PROBLEM TO WORK ON:
Among the lines of the records, please find those that contain the word "bool" and copy them.

RECORDS TO USE:
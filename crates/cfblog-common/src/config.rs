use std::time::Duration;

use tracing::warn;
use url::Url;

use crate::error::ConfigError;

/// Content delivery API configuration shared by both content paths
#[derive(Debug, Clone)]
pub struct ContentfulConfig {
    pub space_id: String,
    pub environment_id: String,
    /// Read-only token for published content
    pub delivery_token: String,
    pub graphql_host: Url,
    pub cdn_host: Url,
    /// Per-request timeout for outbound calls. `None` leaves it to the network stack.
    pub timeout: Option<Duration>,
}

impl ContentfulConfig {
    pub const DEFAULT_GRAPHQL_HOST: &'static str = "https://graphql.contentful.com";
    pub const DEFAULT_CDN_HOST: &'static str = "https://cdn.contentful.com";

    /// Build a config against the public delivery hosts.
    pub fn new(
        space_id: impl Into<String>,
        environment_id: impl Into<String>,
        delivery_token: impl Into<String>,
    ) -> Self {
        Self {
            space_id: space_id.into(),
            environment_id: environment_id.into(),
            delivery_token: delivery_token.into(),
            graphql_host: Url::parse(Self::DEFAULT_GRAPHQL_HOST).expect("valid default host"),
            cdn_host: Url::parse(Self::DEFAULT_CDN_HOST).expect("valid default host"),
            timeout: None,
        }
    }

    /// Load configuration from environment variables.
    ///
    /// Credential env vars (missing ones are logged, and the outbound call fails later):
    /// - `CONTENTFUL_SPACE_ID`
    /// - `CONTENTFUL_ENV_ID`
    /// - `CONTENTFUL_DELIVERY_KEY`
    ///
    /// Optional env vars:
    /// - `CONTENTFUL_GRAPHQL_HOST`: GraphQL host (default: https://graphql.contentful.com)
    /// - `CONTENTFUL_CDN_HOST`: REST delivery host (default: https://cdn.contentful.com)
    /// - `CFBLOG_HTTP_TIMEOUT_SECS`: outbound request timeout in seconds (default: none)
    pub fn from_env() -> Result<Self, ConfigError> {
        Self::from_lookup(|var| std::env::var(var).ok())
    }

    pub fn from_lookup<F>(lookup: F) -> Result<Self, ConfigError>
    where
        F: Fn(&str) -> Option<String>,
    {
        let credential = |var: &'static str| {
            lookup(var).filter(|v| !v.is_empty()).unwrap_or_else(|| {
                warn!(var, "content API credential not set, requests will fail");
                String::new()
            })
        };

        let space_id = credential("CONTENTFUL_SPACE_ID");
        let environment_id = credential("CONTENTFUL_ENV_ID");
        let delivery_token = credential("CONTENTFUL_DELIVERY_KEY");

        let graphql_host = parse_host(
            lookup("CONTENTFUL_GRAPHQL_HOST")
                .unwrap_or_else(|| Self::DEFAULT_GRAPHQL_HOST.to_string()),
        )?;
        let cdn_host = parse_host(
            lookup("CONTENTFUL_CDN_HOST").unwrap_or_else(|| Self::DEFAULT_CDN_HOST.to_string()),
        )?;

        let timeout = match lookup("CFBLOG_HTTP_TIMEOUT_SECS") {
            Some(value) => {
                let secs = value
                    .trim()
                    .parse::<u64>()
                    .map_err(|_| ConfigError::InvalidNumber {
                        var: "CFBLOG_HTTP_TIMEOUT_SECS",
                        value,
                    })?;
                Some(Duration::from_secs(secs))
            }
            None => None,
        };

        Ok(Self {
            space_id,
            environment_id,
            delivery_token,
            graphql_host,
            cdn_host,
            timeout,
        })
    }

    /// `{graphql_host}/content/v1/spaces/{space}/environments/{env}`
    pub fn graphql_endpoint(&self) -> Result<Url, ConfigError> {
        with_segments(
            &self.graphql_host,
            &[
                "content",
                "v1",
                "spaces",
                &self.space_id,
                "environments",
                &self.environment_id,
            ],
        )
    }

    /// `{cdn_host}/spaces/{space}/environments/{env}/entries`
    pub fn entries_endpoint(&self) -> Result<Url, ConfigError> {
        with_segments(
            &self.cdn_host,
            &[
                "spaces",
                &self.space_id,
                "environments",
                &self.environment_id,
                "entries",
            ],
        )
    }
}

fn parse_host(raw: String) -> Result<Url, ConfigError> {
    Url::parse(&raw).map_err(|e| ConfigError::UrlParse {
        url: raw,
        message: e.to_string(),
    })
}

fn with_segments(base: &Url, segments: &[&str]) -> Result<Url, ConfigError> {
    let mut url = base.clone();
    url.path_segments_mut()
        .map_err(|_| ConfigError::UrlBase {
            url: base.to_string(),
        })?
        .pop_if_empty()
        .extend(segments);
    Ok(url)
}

--

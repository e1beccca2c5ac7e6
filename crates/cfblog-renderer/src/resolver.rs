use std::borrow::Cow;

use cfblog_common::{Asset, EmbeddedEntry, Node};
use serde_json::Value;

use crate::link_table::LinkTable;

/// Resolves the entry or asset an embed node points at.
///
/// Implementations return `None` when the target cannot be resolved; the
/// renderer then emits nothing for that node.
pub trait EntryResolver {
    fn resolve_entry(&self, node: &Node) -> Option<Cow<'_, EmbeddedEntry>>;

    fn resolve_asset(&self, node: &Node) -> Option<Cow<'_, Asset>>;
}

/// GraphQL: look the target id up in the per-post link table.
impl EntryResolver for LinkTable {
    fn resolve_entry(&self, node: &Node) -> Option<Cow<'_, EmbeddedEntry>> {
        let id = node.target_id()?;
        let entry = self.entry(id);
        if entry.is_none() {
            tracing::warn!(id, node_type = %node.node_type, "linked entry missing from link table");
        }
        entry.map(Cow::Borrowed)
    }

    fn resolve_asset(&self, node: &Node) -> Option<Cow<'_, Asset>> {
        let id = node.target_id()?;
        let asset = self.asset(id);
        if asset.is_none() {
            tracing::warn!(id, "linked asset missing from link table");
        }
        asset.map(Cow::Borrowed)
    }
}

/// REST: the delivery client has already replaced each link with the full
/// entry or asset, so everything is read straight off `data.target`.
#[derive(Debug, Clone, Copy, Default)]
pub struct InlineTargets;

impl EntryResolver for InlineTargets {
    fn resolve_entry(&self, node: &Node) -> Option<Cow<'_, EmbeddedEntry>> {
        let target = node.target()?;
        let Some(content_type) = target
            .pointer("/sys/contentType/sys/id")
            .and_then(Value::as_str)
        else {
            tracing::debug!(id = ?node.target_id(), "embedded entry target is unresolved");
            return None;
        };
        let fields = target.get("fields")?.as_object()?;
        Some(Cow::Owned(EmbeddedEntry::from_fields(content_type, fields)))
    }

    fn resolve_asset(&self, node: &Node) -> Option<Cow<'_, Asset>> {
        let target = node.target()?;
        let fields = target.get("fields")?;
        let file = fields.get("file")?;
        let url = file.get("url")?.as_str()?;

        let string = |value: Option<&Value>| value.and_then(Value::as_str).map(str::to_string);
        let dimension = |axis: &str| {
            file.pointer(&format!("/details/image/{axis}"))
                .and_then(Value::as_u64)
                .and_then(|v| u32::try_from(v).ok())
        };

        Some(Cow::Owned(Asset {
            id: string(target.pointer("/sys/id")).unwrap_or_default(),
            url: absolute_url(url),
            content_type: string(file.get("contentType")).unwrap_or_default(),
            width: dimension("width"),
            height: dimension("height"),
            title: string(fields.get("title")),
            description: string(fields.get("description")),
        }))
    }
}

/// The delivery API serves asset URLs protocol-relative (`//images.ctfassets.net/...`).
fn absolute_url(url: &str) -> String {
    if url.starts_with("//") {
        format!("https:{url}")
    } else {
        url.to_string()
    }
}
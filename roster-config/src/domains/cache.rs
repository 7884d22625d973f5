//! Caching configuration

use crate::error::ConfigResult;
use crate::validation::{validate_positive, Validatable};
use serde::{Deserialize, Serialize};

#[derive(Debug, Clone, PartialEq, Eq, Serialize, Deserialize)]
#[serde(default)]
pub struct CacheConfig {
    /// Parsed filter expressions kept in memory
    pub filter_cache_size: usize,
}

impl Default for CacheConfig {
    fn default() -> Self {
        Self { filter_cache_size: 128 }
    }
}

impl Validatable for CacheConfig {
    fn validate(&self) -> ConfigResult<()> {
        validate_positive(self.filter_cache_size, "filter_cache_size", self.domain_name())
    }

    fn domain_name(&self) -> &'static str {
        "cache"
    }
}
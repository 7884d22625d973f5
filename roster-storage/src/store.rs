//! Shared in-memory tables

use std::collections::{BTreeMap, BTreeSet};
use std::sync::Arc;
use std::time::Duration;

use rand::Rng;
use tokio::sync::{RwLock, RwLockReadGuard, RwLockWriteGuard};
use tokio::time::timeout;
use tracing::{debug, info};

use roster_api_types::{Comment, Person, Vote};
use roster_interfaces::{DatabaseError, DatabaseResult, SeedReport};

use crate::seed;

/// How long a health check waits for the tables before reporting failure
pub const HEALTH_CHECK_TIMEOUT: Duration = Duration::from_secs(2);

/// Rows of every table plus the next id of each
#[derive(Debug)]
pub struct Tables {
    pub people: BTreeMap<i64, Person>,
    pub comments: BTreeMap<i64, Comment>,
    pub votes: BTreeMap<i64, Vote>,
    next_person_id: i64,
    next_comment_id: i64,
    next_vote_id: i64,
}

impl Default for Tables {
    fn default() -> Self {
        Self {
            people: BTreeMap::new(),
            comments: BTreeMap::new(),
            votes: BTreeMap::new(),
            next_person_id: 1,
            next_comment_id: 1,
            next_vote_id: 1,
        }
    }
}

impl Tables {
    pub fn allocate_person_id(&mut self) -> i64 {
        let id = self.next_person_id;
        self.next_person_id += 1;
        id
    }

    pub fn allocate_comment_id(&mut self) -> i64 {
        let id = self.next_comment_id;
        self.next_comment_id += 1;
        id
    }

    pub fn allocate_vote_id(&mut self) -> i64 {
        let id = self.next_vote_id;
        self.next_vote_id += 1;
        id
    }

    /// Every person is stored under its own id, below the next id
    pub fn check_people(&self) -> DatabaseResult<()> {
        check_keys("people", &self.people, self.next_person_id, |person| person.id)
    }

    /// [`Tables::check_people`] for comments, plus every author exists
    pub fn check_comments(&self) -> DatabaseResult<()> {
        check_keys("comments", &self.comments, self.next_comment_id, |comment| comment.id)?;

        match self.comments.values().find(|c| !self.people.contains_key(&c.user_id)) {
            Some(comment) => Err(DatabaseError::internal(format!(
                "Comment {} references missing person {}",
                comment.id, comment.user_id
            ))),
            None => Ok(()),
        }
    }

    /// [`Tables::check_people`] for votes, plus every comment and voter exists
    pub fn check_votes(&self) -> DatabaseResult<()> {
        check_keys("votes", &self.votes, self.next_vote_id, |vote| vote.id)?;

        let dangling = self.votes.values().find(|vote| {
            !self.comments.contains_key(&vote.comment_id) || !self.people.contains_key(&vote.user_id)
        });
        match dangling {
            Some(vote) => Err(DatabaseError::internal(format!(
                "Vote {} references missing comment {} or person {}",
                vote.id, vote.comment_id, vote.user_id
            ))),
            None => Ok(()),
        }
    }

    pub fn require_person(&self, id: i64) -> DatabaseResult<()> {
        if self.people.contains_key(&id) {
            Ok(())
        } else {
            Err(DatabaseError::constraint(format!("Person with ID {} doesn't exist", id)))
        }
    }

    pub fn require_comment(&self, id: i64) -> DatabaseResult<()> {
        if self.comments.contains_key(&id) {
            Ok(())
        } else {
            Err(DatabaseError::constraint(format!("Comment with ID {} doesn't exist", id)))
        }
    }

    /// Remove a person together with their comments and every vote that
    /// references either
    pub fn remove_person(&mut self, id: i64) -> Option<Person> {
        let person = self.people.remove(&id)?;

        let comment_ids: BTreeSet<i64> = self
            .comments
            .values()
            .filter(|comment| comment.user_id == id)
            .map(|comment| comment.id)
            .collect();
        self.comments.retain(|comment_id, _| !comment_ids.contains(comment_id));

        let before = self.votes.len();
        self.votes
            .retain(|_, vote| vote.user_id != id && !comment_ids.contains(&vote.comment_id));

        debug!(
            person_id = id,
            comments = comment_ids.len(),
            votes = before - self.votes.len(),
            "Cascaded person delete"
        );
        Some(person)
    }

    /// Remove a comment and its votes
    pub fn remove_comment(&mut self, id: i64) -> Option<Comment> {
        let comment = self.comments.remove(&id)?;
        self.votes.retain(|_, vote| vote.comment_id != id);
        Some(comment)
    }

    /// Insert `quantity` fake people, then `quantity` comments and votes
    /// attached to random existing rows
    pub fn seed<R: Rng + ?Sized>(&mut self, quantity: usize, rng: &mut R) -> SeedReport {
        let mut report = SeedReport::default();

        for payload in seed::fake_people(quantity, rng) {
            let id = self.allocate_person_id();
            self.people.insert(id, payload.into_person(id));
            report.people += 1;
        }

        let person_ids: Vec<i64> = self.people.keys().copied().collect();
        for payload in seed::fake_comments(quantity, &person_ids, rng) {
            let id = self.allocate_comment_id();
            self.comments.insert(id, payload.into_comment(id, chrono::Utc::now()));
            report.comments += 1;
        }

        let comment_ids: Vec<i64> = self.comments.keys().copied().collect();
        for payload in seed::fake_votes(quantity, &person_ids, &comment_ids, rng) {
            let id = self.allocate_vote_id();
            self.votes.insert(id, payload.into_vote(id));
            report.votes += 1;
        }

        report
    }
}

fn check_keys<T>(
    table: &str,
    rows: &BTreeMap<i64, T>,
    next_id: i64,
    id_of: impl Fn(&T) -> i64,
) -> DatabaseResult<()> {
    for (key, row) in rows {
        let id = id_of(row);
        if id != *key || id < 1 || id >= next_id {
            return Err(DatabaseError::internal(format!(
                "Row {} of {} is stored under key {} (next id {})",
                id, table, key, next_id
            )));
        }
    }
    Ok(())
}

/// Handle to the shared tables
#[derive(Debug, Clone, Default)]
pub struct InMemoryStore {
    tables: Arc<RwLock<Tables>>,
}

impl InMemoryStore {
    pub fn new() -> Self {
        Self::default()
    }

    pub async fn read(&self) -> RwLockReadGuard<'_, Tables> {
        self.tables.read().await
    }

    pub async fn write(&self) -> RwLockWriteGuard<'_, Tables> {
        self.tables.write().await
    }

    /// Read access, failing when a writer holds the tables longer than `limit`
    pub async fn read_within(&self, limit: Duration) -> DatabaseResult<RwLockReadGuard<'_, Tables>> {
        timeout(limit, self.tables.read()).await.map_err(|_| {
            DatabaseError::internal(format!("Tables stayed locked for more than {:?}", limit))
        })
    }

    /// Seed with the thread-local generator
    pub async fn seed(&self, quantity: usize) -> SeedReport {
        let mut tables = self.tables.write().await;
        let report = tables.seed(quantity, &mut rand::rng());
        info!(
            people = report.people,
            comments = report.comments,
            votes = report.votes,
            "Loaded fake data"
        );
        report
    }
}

==

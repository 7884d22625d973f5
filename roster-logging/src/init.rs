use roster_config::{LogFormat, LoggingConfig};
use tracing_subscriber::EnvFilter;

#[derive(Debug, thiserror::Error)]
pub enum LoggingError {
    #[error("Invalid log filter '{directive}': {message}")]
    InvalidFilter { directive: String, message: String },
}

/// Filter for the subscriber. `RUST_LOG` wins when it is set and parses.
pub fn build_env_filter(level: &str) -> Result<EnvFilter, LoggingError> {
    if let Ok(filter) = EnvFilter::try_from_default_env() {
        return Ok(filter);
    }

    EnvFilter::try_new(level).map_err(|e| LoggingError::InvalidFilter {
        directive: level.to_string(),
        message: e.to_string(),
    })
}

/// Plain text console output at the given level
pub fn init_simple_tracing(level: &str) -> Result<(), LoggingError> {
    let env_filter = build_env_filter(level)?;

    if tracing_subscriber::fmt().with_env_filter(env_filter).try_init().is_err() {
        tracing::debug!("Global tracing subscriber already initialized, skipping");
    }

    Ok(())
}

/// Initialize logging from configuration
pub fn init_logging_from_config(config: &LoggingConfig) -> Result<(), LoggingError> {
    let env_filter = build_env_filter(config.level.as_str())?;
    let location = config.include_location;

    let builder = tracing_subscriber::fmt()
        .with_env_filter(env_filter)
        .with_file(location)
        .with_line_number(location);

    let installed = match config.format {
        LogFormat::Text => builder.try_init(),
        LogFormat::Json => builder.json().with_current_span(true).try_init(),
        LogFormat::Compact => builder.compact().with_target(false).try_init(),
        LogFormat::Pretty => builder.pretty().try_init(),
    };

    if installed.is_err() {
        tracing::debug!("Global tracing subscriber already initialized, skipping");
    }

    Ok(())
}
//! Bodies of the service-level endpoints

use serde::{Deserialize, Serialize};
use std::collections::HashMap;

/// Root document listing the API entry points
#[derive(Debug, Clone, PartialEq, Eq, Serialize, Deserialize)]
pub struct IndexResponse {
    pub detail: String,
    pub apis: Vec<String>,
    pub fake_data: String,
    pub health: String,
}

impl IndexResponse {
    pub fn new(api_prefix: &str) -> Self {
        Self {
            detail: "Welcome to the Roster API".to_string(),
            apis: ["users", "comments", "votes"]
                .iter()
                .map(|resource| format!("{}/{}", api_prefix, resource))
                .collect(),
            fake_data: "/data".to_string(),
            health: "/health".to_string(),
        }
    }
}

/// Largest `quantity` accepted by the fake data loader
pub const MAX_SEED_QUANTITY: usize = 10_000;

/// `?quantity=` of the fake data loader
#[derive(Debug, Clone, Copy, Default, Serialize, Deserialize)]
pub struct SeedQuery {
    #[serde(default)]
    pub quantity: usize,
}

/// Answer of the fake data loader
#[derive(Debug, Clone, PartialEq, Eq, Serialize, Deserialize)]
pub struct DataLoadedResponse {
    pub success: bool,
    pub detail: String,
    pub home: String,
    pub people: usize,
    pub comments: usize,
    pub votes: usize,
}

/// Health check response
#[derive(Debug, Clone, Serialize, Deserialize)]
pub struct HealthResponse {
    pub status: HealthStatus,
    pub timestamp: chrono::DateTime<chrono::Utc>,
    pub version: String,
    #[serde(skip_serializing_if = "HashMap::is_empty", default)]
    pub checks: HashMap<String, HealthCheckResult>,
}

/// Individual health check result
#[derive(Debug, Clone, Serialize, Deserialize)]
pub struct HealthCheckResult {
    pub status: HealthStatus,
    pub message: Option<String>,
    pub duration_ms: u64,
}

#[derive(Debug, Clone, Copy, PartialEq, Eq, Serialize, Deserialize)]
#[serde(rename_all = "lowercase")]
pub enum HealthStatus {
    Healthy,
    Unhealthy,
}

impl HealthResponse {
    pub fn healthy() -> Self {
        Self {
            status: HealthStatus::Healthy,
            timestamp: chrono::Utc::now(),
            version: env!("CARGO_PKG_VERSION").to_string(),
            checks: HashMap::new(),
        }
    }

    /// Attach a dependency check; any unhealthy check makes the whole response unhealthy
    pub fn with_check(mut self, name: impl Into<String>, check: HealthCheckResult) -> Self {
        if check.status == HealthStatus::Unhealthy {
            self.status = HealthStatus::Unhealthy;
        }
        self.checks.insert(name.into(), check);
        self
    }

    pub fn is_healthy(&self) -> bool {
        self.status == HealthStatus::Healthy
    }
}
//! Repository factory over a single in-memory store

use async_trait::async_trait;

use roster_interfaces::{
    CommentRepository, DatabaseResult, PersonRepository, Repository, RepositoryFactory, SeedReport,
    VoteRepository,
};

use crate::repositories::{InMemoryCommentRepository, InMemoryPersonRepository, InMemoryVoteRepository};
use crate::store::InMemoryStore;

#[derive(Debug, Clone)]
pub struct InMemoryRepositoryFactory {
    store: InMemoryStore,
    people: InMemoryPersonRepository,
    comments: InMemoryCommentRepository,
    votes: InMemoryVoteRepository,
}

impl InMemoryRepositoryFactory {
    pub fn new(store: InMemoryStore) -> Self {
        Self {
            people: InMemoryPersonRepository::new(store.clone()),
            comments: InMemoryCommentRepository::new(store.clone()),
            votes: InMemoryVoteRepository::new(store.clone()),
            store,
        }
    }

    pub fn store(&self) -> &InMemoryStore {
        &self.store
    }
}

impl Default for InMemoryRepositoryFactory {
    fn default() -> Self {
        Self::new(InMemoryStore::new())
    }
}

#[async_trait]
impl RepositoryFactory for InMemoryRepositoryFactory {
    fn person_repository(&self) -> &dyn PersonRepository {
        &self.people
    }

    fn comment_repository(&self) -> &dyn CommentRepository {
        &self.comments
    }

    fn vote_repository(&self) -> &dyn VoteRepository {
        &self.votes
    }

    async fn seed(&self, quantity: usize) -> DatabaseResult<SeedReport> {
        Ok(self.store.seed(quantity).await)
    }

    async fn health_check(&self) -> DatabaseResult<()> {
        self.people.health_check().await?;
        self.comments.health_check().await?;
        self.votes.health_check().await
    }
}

WORKED SOLUTION:
    pub success: bool,
    pub fn is_healthy(&self) -> bool {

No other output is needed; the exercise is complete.